## Problem
Look through the listing below and count the lines holding "timestamp". Reply with the number alone.
○ ○ ○ ○
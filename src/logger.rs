//! Logging utilities with colored output.
//!
//! This module provides:
//! - `log!` macro for formatted terminal output with colored prefixes
//! - `debug!` macro, shown only with `--verbose`
//! - `WatchStatus` for the development loop's single status block
//! - diagnostic rendering for build failures and warnings (stderr)
//!
//! # Example
//!
//! ```ignore
//! log!("build"; "wrote {}", path.display());
//! status_success("rebuilt dist/main.html");
//! report_failure(&failure);
//! ```

use crossterm::{
    cursor, execute,
    terminal::{Clear, ClearType},
};
use owo_colors::{OwoColorize, Stream};
use parking_lot::Mutex;
use std::{
    io::{Write, stderr, stdout},
    sync::LazyLock,
    sync::atomic::{AtomicBool, Ordering},
};

use crate::core::{ErrorRecord, Failure, Severity};

/// Global verbose flag (set by --verbose CLI argument)
static VERBOSE: AtomicBool = AtomicBool::new(false);

/// Set verbose mode globally
pub fn set_verbose(v: bool) {
    VERBOSE.store(v, Ordering::SeqCst);
}

/// Check if verbose mode is enabled
pub fn is_verbose() -> bool {
    VERBOSE.load(Ordering::SeqCst)
}

// ============================================================================
// Log Macro
// ============================================================================

/// Log a message with a colored module prefix
///
/// # Usage
/// ```ignore
/// log!("module"; "message with {} formatting", args);
/// ```
#[macro_export]
macro_rules! log {
    ($module:expr; $($arg:tt)*) => {{
        $crate::logger::log($module, &format!($($arg)*))
    }};
}

/// Log a debug message (only shown when --verbose is enabled)
///
/// # Usage
/// ```ignore
/// debug!("module"; "debug info: {}", value);
/// ```
#[macro_export]
macro_rules! debug {
    ($module:expr; $($arg:tt)*) => {{
        if $crate::logger::is_verbose() {
            $crate::logger::log($module, &format!($($arg)*))
        }
    }};
}

// ============================================================================
// Helper Functions
// ============================================================================

/// Log a message with a colored module prefix
#[inline]
pub fn log(module: &str, message: &str) {
    let module_lower = module.to_ascii_lowercase();
    let prefix = colorize_prefix(module, &module_lower);

    WATCH_STATUS.lock().detach();
    let mut stdout = stdout().lock();
    writeln!(stdout, "{prefix} {message}").ok();
    stdout.flush().ok();
}

/// Apply color to a module prefix based on module type
#[inline]
fn colorize_prefix(module: &str, module_lower: &str) -> String {
    let prefix = format!("[{module}]");
    match module_lower {
        "dev" => prefix.bright_blue().bold().to_string(),
        "watch" => prefix.bright_green().bold().to_string(),
        "error" => prefix.bright_red().bold().to_string(),
        _ => prefix.bright_yellow().bold().to_string(),
    }
}

// ============================================================================
// Diagnostics (stderr)
// ============================================================================

/// Render one record: `error[script]: message`, colored by severity.
pub fn format_record(record: &ErrorRecord) -> String {
    let tag = format!("{}[{}]", record.severity.label(), record.stage);
    let tag = match record.severity {
        Severity::Error => tag
            .if_supports_color(Stream::Stderr, |t| t.bright_red().bold().to_string())
            .to_string(),
        Severity::Warning => tag
            .if_supports_color(Stream::Stderr, |t| t.yellow().bold().to_string())
            .to_string(),
    };
    format!("{tag}: {}", record.message)
}

/// Render every record of a failure, one block per record.
pub fn format_failure(failure: &Failure) -> String {
    failure
        .records()
        .iter()
        .map(format_record)
        .collect::<Vec<_>>()
        .join("\n")
}

/// Write a failure to the diagnostic stream.
pub fn report_failure(failure: &Failure) {
    WATCH_STATUS.lock().detach();
    let mut stderr = stderr().lock();
    writeln!(stderr, "{}", format_failure(failure)).ok();
    stderr.flush().ok();
}

/// Write advisory warnings to the diagnostic stream.
pub fn report_warnings(warnings: &[ErrorRecord]) {
    if warnings.is_empty() {
        return;
    }
    WATCH_STATUS.lock().detach();
    let mut stderr = stderr().lock();
    for warning in warnings {
        writeln!(stderr, "{}", format_record(warning)).ok();
    }
    stderr.flush().ok();
}

// ============================================================================
// Watch Status (single-line status with overwrite)
// ============================================================================

/// Get current time formatted as HH:MM:SS (UTC)
fn now() -> String {
    use std::time::SystemTime;
    let secs = SystemTime::now()
        .duration_since(SystemTime::UNIX_EPOCH)
        .map(|d| d.as_secs())
        .unwrap_or(0);
    let hours = (secs / 3600) % 24;
    let minutes = (secs / 60) % 60;
    let seconds = secs % 60;
    format!("{hours:02}:{minutes:02}:{seconds:02}")
}

#[derive(Clone, Copy)]
enum Target {
    Stdout,
    Stderr,
}

/// Single-line status display for the development loop
///
/// Displays status messages that overwrite the previous output,
/// keeping the terminal clean between rebuilds.
///
/// # Example
///
/// ```ignore
/// let mut status = WatchStatus::new();
/// status.success("rebuilt: dist/main.html");
/// status.error("build failed", "error[script]: unexpected token");
/// ```
pub struct WatchStatus {
    /// Lines of previous output to clear
    last_lines: usize,
}

/// Global watch status display shared by the controller and the watcher.
static WATCH_STATUS: LazyLock<Mutex<WatchStatus>> =
    LazyLock::new(|| Mutex::new(WatchStatus::new()));

impl WatchStatus {
    /// Create a new watch status display.
    pub const fn new() -> Self {
        Self { last_lines: 0 }
    }

    /// Display success message (✓ prefix, green).
    pub fn success(&mut self, message: &str) {
        self.display(format!("{}", "✓".green()), message, Target::Stdout);
    }

    /// Display error message (✗ prefix, red) with optional detail.
    pub fn error(&mut self, summary: &str, detail: &str) {
        let message = if detail.is_empty() {
            summary.to_string()
        } else {
            format!("{summary}\n{detail}")
        };
        self.display(format!("{}", "✗".red()), &message, Target::Stderr);
    }

    /// Forget the previous block so the next one does not overwrite output
    /// written in between.
    pub fn detach(&mut self) {
        self.last_lines = 0;
    }

    /// Internal display logic with line overwriting.
    ///
    /// Diagnostics go to stderr, successes to stdout. Both normally share
    /// one terminal, so clearing works across them.
    fn display(&mut self, symbol: String, message: &str, target: Target) {
        let mut out: Box<dyn Write> = match target {
            Target::Stdout => Box::new(stdout().lock()),
            Target::Stderr => Box::new(stderr().lock()),
        };

        if self.last_lines > 0 {
            #[allow(clippy::cast_possible_truncation)]
            let lines = self.last_lines as u16;
            execute!(out, cursor::MoveUp(lines)).ok();
            execute!(out, Clear(ClearType::FromCursorDown)).ok();
        }

        let timestamp = format!("[{}]", now()).dimmed().to_string();
        let line = if symbol.is_empty() {
            format!("{timestamp} {message}")
        } else {
            format!("{timestamp} {symbol} {message}")
        };

        writeln!(out, "{line}").ok();
        out.flush().ok();

        self.last_lines = line_count(message);
    }
}

fn line_count(message: &str) -> usize {
    message.matches('\n').count() + 1
}

/// Global watch status: success
pub fn status_success(message: &str) {
    WATCH_STATUS.lock().success(message);
}

/// Global watch status: error
pub fn status_error(summary: &str, detail: &str) {
    WATCH_STATUS.lock().error(summary, detail);
}

// ============================================================================
// Tests
// ============================================================================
○ ○ ○ ○
## Answer area
3